Esta primavera tuvo una pequeña derrota: tuvo que anular el estreno de El teniente de Inishmore, el puro absurdo de la violencia, porque unos desconocidos atacaron su coche. Iba con toda su familia y prefirió ceder. Era la culminación de unos meses de anónimos amenazantes y llamadas sin respuesta.

Su valentía quedó reflejada, especialmente, en el documental Los niños de Arna, premiado en el Festival de Cine de Tribeca, silenciado en los medios israelíes, un relato honesto y complejo de cómo el teatro, la vida, la muerte y el conflicto se entrelazan en esta tierra. Más de 2.000 menores acuden a las actividades de su teatro, aprenden a confiar en los demás, a apoyarse en los otros, a ser creativos… Pero no todos escapan de la red del radicalismo.
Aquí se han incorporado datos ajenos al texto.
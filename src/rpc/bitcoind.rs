//! A `NodeClient` backed by Bitcoin Core's JSON-RPC interface.
//!
//! `bitcoincore_rpc::Client` is a blocking client; each call is driven
//! through `tokio::task::spawn_blocking` so it behaves as a proper
//! suspension point on the async side.
//!
//! Deliberately calls through `RpcApi::call` with raw JSON rather than the
//! crate's typed `get_block_info`/`get_raw_transaction_info` helpers: those
//! helpers model a specific Bitcoin Core version's response shape, whereas
//! this engine only needs a handful of fields and would rather tolerate
//! extra/missing ones than break on a node version bump.

use std::sync::Arc;

use async_trait::async_trait;
use bitcoincore_rpc::{Auth, Client, RpcApi};
use chrono::{DateTime, TimeZone, Utc};
use rust_decimal::Decimal;
use serde::Deserialize;
use serde_json::Value;

use crate::config::RpcConfig;
use crate::error::{Error, Result};

use super::{NodeClient, RpcBlock, RpcChainInfo, RpcScriptPubKey, RpcTransaction, RpcVin, RpcVout};

pub struct BitcoindClient {
    client: Arc<Client>,
    timeout: std::time::Duration,
}

impl BitcoindClient {
    pub fn connect(config: &RpcConfig) -> Result<Self> {
        let auth = match (&config.user, &config.password) {
            (Some(user), Some(pass)) => Auth::UserPass(user.clone(), pass.clone()),
            _ => Auth::None,
        };
        let client = Client::new(&config.url, auth).map_err(Error::from)?;
        Ok(Self {
            client: Arc::new(client),
            timeout: config.timeout(),
        })
    }

    /// Every call is a suspension point wrapped in the configured timeout
    /// (default ~8s per the engine's cancellation model) — a node that hangs
    /// aborts the current block rather than the whole process; no `Block`
    /// row gets written, so the block is simply retried next run.
    async fn call<T>(&self, method: &'static str, params: Vec<Value>) -> Result<T>
    where
        T: for<'de> Deserialize<'de> + Send + 'static,
    {
        let client = Arc::clone(&self.client);
        let call = tokio::task::spawn_blocking(move || client.call::<T>(method, &params));

        match tokio::time::timeout(self.timeout, call).await {
            Ok(joined) => joined
                .map_err(|e| Error::Rpc(format!("rpc task panicked: {}", e)))?
                .map_err(Error::from),
            Err(_) => Err(Error::Rpc(format!(
                "rpc call '{}' timed out after {:?}",
                method, self.timeout
            ))),
        }
    }
}

#[derive(Deserialize)]
struct RawChainInfo {
    blocks: u64,
}

#[derive(Deserialize)]
struct RawScriptPubKey {
    #[serde(rename = "type")]
    script_type: String,
    #[serde(default)]
    addresses: Vec<String>,
}

#[derive(Deserialize)]
struct RawVout {
    value: f64,
    n: u32,
    #[serde(rename = "scriptPubKey")]
    script_pub_key: RawScriptPubKey,
}

#[derive(Deserialize, Default)]
struct RawVin {
    txid: Option<String>,
    vout: Option<u32>,
    #[serde(default)]
    coinbase: Option<String>,
}

#[derive(Deserialize)]
struct RawTransaction {
    txid: String,
    vin: Vec<RawVin>,
    vout: Vec<RawVout>,
    #[serde(default)]
    height: Option<u64>,
}

#[derive(Deserialize)]
struct RawBlock {
    height: u64,
    hash: String,
    #[serde(default)]
    previousblockhash: Option<String>,
    merkleroot: String,
    bits: String,
    nonce: u64,
    difficulty: f64,
    size: u64,
    version: i32,
    confirmations: i64,
    time: i64,
    tx: Vec<String>,
}

fn block_time(raw_secs: i64) -> DateTime<Utc> {
    Utc.timestamp_opt(raw_secs, 0)
        .single()
        .unwrap_or_else(|| Utc.timestamp_opt(0, 0).unwrap())
}

#[async_trait]
impl NodeClient for BitcoindClient {
    async fn get_info(&self) -> Result<RpcChainInfo> {
        let raw: RawChainInfo = self.call("getinfo", vec![]).await?;
        Ok(RpcChainInfo { blocks: raw.blocks })
    }

    async fn get_block_hash(&self, height: u64) -> Result<String> {
        self.call("getblockhash", vec![Value::from(height)]).await
    }

    async fn get_block(&self, hash: &str) -> Result<RpcBlock> {
        let raw: RawBlock = self
            .call("getblock", vec![Value::from(hash.to_string()), Value::from(1)])
            .await?;

        Ok(RpcBlock {
            height: raw.height,
            hash: raw.hash,
            prev_hash: raw.previousblockhash,
            merkle_root: raw.merkleroot,
            bits: raw.bits,
            nonce: raw.nonce,
            difficulty: raw.difficulty,
            size: raw.size,
            version: raw.version,
            confirmations: raw.confirmations,
            time: block_time(raw.time),
            tx_ids: raw.tx,
        })
    }

    async fn get_raw_transaction(&self, txid: &str) -> Result<RpcTransaction> {
        let raw: RawTransaction = self
            .call(
                "getrawtransaction",
                vec![Value::from(txid.to_string()), Value::from(1)],
            )
            .await?;

        let vin = raw
            .vin
            .into_iter()
            .map(|v| match (v.coinbase, v.txid, v.vout) {
                (Some(_), _, _) => RpcVin::Coinbase,
                (None, Some(txid), Some(vout)) => RpcVin::Spend { txid, vout },
                _ => RpcVin::Coinbase,
            })
            .collect();

        let vout = raw
            .vout
            .into_iter()
            .map(|v| RpcVout {
                n: v.n,
                value: Decimal::try_from(v.value).unwrap_or(Decimal::ZERO),
                script_pub_key: RpcScriptPubKey {
                    addresses: v.script_pub_key.addresses,
                    script_type: v.script_pub_key.script_type,
                },
            })
            .collect();

        Ok(RpcTransaction {
            txid: raw.txid,
            vin,
            vout,
            confirmed_height: raw.height,
        })
    }
}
Juliano no los justificaba, pero los entendía, y quería contar al mundo el mecanismo que los transformaba. “Yo soy 100% palestino y 100% judío, pero políticamente soy palestino. La lucha por la liberación de los árabes es nuestra lucha como israelíes que compartimos un futuro común. Yo he elegido el lado de la justicia, no el del nacionalismo o la religión. Mi meta es lograrla”, apuntaba incansable en las entrevistas.

Sus palabras se repiten en las octavillas, impresas en inglés, árabe y hebreo, que reparten a la puerta de su capilla ardiente niños-actores de Jenín, con las capuchas de sus sudaderas alzadas, con las narices moqueantes por el llanto. Para ellos el “Tío Jule” no era ni un traidor a la patria ni un corruptor moral. Era un maestro de la vida y del entendimiento. ¿Se perderá su labor con su asesinato? Gitai ni se lo plantea: “Juliano es más fuerte que la vida. Todo lo que significa seguirá entre nosotros”.